Saved data entries
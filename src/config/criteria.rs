use chrono::{Duration as ChronoDuration, Local, NaiveDate};
use serde::{Deserialize, Serialize};
use std::collections::BTreeSet;
use std::fmt;
use std::str::FromStr;

use crate::error::{CrawlerError, Result};

#[derive(Debug, Clone, Copy, PartialEq, Eq, PartialOrd, Ord, Hash, Serialize, Deserialize)]
pub enum PropertyType {
    Office,
    Retail,
    Industrial,
    #[serde(rename = "Multi-Family", alias = "MultiFamily", alias = "Multifamily", alias = "Investment")]
    MultiFamily,
    Land,
    Hotel,
}

impl PropertyType {
    pub const ALL: [PropertyType; 6] = [
        PropertyType::Office,
        PropertyType::Retail,
        PropertyType::Industrial,
        PropertyType::MultiFamily,
        PropertyType::Land,
        PropertyType::Hotel,
    ];

    pub fn label(&self) -> &'static str {
        match self {
            PropertyType::Office => "Office",
            PropertyType::Retail => "Retail",
            PropertyType::Industrial => "Industrial",
            PropertyType::MultiFamily => "Multi-Family",
            PropertyType::Land => "Land",
            PropertyType::Hotel => "Hotel",
        }
    }
}

impl fmt::Display for PropertyType {
    fn fmt(&self, f: &mut fmt::Formatter<'_>) -> fmt::Result {
        f.write_str(self.label())
    }
}

impl FromStr for PropertyType {
    type Err = CrawlerError;

    /// Lenient match used for both CLI input and text scraped off listing cards.
    fn from_str(s: &str) -> Result<Self> {
        let normalized: String = s
            .trim()
            .to_lowercase()
            .chars()
            .filter(|c| c.is_alphanumeric())
            .collect();

        match normalized.as_str() {
            "office" => Ok(PropertyType::Office),
            "retail" => Ok(PropertyType::Retail),
            "industrial" | "flex" | "warehouse" => Ok(PropertyType::Industrial),
            "multifamily" | "apartments" | "investment" => Ok(PropertyType::MultiFamily),
            "land" => Ok(PropertyType::Land),
            "hotel" | "hospitality" => Ok(PropertyType::Hotel),
            _ => Err(CrawlerError::Validation(format!("unknown property type '{}'", s.trim()))),
        }
    }
}

/// What to search for. Built by the caller, validated once, then cloned into
/// each scraper task.
#[derive(Debug, Clone, PartialEq, Serialize, Deserialize)]
pub struct SearchCriteria {
    pub property_types: BTreeSet<PropertyType>,
    pub location: String,
    #[serde(default)]
    pub min_price: Option<u64>,
    #[serde(default)]
    pub max_price: Option<u64>,
    pub lookback_days: u32,
    pub target_sites: Vec<String>,
}

impl Default for SearchCriteria {
    fn default() -> Self {
        Self {
            property_types: [PropertyType::Office, PropertyType::Retail, PropertyType::Industrial]
                .into_iter()
                .collect(),
            location: "Seattle, WA".to_string(),
            min_price: None,
            max_price: None,
            lookback_days: 1,
            target_sites: vec!["commercialmls".to_string(), "loopnet".to_string()],
        }
    }
}

impl SearchCriteria {
    pub fn validate(&self) -> Result<()> {
        if let (Some(min), Some(max)) = (self.min_price, self.max_price) {
            if min > max {
                return Err(CrawlerError::Validation(format!(
                    "minimum price {} exceeds maximum price {}",
                    min, max
                )));
            }
        }
        if self.lookback_days == 0 {
            return Err(CrawlerError::Validation(
                "lookback window must be at least one day".to_string(),
            ));
        }
        if self.location.trim().is_empty() {
            return Err(CrawlerError::Validation("location cannot be blank".to_string()));
        }
        Ok(())
    }

    /// Nothing to search for; a run with these criteria does no work.
    pub fn is_noop(&self) -> bool {
        self.property_types.is_empty() || self.target_sites.is_empty()
    }

    /// First day of the lookback window.
    pub fn listed_since(&self, today: NaiveDate) -> NaiveDate {
        today - ChronoDuration::days(i64::from(self.lookback_days))
    }

    /// `listed_since` relative to the local calendar, in the `MM/DD/YYYY`
    /// form both sites' date pickers accept.
    pub fn listed_since_text(&self) -> String {
        self.listed_since(Local::now().date_naive())
            .format("%m/%d/%Y")
            .to_string()
    }

    /// Canonical site keys: `LoopNet.com` and `loopnet` both map to `loopnet`.
    /// Order is preserved and duplicates removed.
    pub fn site_keys(&self) -> Vec<String> {
        let mut seen = BTreeSet::new();
        self.target_sites
            .iter()
            .map(|site| normalize_site_key(site))
            .filter(|key| !key.is_empty() && seen.insert(key.clone()))
            .collect()
    }
}

pub fn normalize_site_key(site: &str) -> String {
    let trimmed = site
        .trim()
        .trim_start_matches("https://")
        .trim_start_matches("http://")
        .trim_start_matches("www.");
    trimmed
        .split('.')
        .next()
        .unwrap_or_default()
        .to_lowercase()
}

#[cfg(test)]
mod tests {
    use super::*;

    #[test]
    fn test_default_criteria_is_valid() {
        let criteria = SearchCriteria::default();
        assert!(criteria.validate().is_ok());
        assert!(!criteria.is_noop());
        assert_eq!(criteria.site_keys(), vec!["commercialmls", "loopnet"]);
    }

    #[test]
    fn test_inverted_price_range_rejected() {
        let criteria = SearchCriteria {
            min_price: Some(2_000_000),
            max_price: Some(500_000),
            ..SearchCriteria::default()
        };
        assert!(matches!(criteria.validate(), Err(CrawlerError::Validation(_))));
    }

    #[test]
    fn test_equal_price_bounds_accepted() {
        let criteria = SearchCriteria {
            min_price: Some(750_000),
            max_price: Some(750_000),
            ..SearchCriteria::default()
        };
        assert!(criteria.validate().is_ok());
    }

    #[test]
    fn test_zero_lookback_rejected() {
        let criteria = SearchCriteria {
            lookback_days: 0,
            ..SearchCriteria::default()
        };
        assert!(criteria.validate().is_err());
    }

    #[test]
    fn test_empty_selection_is_noop_not_error() {
        let criteria = SearchCriteria {
            property_types: BTreeSet::new(),
            ..SearchCriteria::default()
        };
        assert!(criteria.validate().is_ok());
        assert!(criteria.is_noop());

        let criteria = SearchCriteria {
            target_sites: vec![],
            ..SearchCriteria::default()
        };
        assert!(criteria.is_noop());
    }

    #[test]
    fn test_site_keys_normalized_and_deduplicated() {
        let criteria = SearchCriteria {
            target_sites: vec![
                "LoopNet.com".to_string(),
                "https://www.commercialmls.com".to_string(),
                "loopnet".to_string(),
                "  ".to_string(),
            ],
            ..SearchCriteria::default()
        };
        assert_eq!(criteria.site_keys(), vec!["loopnet", "commercialmls"]);
    }

    #[test]
    fn test_listed_since() {
        let criteria = SearchCriteria {
            lookback_days: 7,
            ..SearchCriteria::default()
        };
        let today = NaiveDate::from_ymd_opt(2024, 3, 5).unwrap();
        assert_eq!(criteria.listed_since(today), NaiveDate::from_ymd_opt(2024, 2, 27).unwrap());
    }

    #[test]
    fn test_property_type_parsing() {
        assert_eq!("office".parse::<PropertyType>().unwrap(), PropertyType::Office);
        assert_eq!("Multi-Family".parse::<PropertyType>().unwrap(), PropertyType::MultiFamily);
        assert_eq!("Investment".parse::<PropertyType>().unwrap(), PropertyType::MultiFamily);
        assert!("castle".parse::<PropertyType>().is_err());
    }

    #[test]
    fn test_legacy_investment_deserializes_as_multifamily() {
        let types: Vec<PropertyType> = serde_json::from_str(r#"["Investment", "Multi-Family", "Hotel"]"#).unwrap();
        assert_eq!(types, vec![PropertyType::MultiFamily, PropertyType::MultiFamily, PropertyType::Hotel]);
    }
}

> [Problem to work on]: Every record above is to be copied exactly.

> [Reply]:
filename src/config/criteria.rs
use chrono::{Duration as ChronoDuration, Local, NaiveDate};
use serde::{Deserialize, Serialize};
use std::collections::BTreeSet;
use std::fmt;
use std::str::FromStr;

use crate::error::{CrawlerError, Result};

#[derive(Debug, Clone, Copy, PartialEq, Eq, PartialOrd, Ord, Hash, Serialize, Deserialize)]
pub enum PropertyType {
    Office,
    Retail,
    Industrial,
    #[serde(rename = "Multi-Family", alias = "MultiFamily", alias = "Multifamily", alias = "Investment")]
    MultiFamily,
    Land,
    Hotel,
}

impl PropertyType {
    pub const ALL: [PropertyType; 6] = [
        PropertyType::Office,
        PropertyType::Retail,
        PropertyType::Industrial,
        PropertyType::MultiFamily,
        PropertyType::Land,
        PropertyType::Hotel,
    ];

    pub fn label(&self) -> &'static str {
        match self {
            PropertyType::Office => "Office",
            PropertyType::Retail => "Retail",
            PropertyType::Industrial => "Industrial",
            PropertyType::MultiFamily => "Multi-Family",
            PropertyType::Land => "Land",
            PropertyType::Hotel => "Hotel",
        }
    }
}

impl fmt::Display for PropertyType {
    fn fmt(&self, f: &mut fmt::Formatter<'_>) -> fmt::Result {
        f.write_str(self.label())
    }
}

impl FromStr for PropertyType {
    type Err = CrawlerError;

    /// Lenient match used for both CLI input and text scraped off listing cards.
    fn from_str(s: &str) -> Result<Self> {
        let normalized: String = s
            .trim()
            .to_lowercase()
            .chars()
            .filter(|c| c.is_alphanumeric())
            .collect();

        match normalized.as_str() {
            "office" => Ok(PropertyType::Office),
            "retail" => Ok(PropertyType::Retail),
            "industrial" | "flex" | "warehouse" => Ok(PropertyType::Industrial),
            "multifamily" | "apartments" | "investment" => Ok(PropertyType::MultiFamily),
            "land" => Ok(PropertyType::Land),
            "hotel" | "hospitality" => Ok(PropertyType::Hotel),
            _ => Err(CrawlerError::Validation(format!("unknown property type '{}'", s.trim()))),
        }
    }
}

/// What to search for. Built by the caller, validated once, then cloned into
/// each scraper task.
#[derive(Debug, Clone, PartialEq, Serialize, Deserialize)]
pub struct SearchCriteria {
    pub property_types: BTreeSet<PropertyType>,
    pub location: String,
    #[serde(default)]
    pub min_price: Option<u64>,
    #[serde(default)]
    pub max_price: Option<u64>,
    pub lookback_days: u32,
    pub target_sites: Vec<String>,
}

impl Default for SearchCriteria {
    fn default() -> Self {
        Self {
            property_types: [PropertyType::Office, PropertyType::Retail, PropertyType::Industrial]
                .into_iter()
                .collect(),
            location: "Seattle, WA".to_string(),
            min_price: None,
            max_price: None,
            lookback_days: 1,
            target_sites: vec!["commercialmls".to_string(), "loopnet".to_string()],
        }
    }
}

impl SearchCriteria {
    pub fn validate(&self) -> Result<()> {
        if let (Some(min), Some(max)) = (self.min_price, self.max_price) {
            if min > max {
                return Err(CrawlerError::Validation(format!(
                    "minimum price {} exceeds maximum price {}",
                    min, max
                )));
            }
        }
        if self.lookback_days == 0 {
            return Err(CrawlerError::Validation(
                "lookback window must be at least one day".to_string(),
            ));
        }
        if self.location.trim().is_empty() {
            return Err(CrawlerError::Validation("location cannot be blank".to_string()));
        }
        Ok(())
    }

    /// Nothing to search for; a run with these criteria does no work.
    pub fn is_noop(&self) -> bool {
        self.property_types.is_empty() || self.target_sites.is_empty()
    }

    /// First day of the lookback window.
    pub fn listed_since(&self, today: NaiveDate) -> NaiveDate {
        today - ChronoDuration::days(i64::from(self.lookback_days))
    }

    /// `listed_since` relative to the local calendar, in the `MM/DD/YYYY`
    /// form both sites' date pickers accept.
    pub fn listed_since_text(&self) -> String {
        self.listed_since(Local::now().date_naive())
            .format("%m/%d/%Y")
            .to_string()
    }

    /// Canonical site keys: `LoopNet.com` and `loopnet` both map to `loopnet`.
    /// Order is preserved and duplicates removed.
    pub fn site_keys(&self) -> Vec<String> {
        let mut seen = BTreeSet::new();
        self.target_sites
            .iter()
            .map(|site| normalize_site_key(site))
            .filter(|key| !key.is_empty() && seen.insert(key.clone()))
            .collect()
    }
}

pub fn normalize_site_key(site: &str) -> String {
    let trimmed = site
        .trim()
        .trim_start_matches("https://")
        .trim_start_matches("http://")
        .trim_start_matches("www.");
    trimmed
        .split('.')
        .next()
        .unwrap_or_default()
        .to_lowercase()
}

#[cfg(test)]
mod tests {
    use super::*;

    #[test]
    fn test_default_criteria_is_valid() {
        let criteria = SearchCriteria::default();
        assert!(criteria.validate().is_ok());
        assert!(!criteria.is_noop());
        assert_eq!(criteria.site_keys(), vec!["commercialmls", "loopnet"]);
    }

    #[test]
    fn test_inverted_price_range_rejected() {
        let criteria = SearchCriteria {
            min_price: Some(2_000_000),
            max_price: Some(500_000),
            ..SearchCriteria::default()
        };
        assert!(matches!(criteria.validate(), Err(CrawlerError::Validation(_))));
    }

    #[test]
    fn test_equal_price_bounds_accepted() {
        let criteria = SearchCriteria {
            min_price: Some(750_000),
            max_price: Some(750_000),
            ..SearchCriteria::default()
        };
        assert!(criteria.validate().is_ok());
    }

    #[test]
    fn test_zero_lookback_rejected() {
        let criteria = SearchCriteria {
            lookback_days: 0,
            ..SearchCriteria::default()
        };
        assert!(criteria.validate().is_err());
    }

    #[test]
    fn test_empty_selection_is_noop_not_error() {
        let criteria = SearchCriteria {
            property_types: BTreeSet::new(),
            ..SearchCriteria::default()
        };
        assert!(criteria.validate().is_ok());
        assert!(criteria.is_noop());

        let criteria = SearchCriteria {
            target_sites: vec![],
            ..SearchCriteria::default()
        };
        assert!(criteria.is_noop());
    }

    #[test]
    fn test_site_keys_normalized_and_deduplicated() {
        let criteria = SearchCriteria {
            target_sites: vec![
                "LoopNet.com".to_string(),
                "https://www.commercialmls.com".to_string(),
                "loopnet".to_string(),
                "  ".to_string(),
            ],
            ..SearchCriteria::default()
        };
        assert_eq!(criteria.site_keys(), vec!["loopnet", "commercialmls"]);
    }

    #[test]
    fn test_listed_since() {
        let criteria = SearchCriteria {
            lookback_days: 7,
            ..SearchCriteria::default()
        };
        let today = NaiveDate::from_ymd_opt(2024, 3, 5).unwrap();
        assert_eq!(criteria.listed_since(today), NaiveDate::from_ymd_opt(2024, 2, 27).unwrap());
    }

    #[test]
    fn test_property_type_parsing() {
        assert_eq!("office".parse::<PropertyType>().unwrap(), PropertyType::Office);
        assert_eq!("Multi-Family".parse::<PropertyType>().unwrap(), PropertyType::MultiFamily);
        assert_eq!("Investment".parse::<PropertyType>().unwrap(), PropertyType::MultiFamily);
        assert!("castle".parse::<PropertyType>().is_err());
    }

    #[test]
    fn test_legacy_investment_deserializes_as_multifamily() {
        let types: Vec<PropertyType> = serde_json::from_str(r#"["Investment", "Multi-Family", "Hotel"]"#).unwrap();
        assert_eq!(types, vec![PropertyType::MultiFamily, PropertyType::MultiFamily, PropertyType::Hotel]);
    }
}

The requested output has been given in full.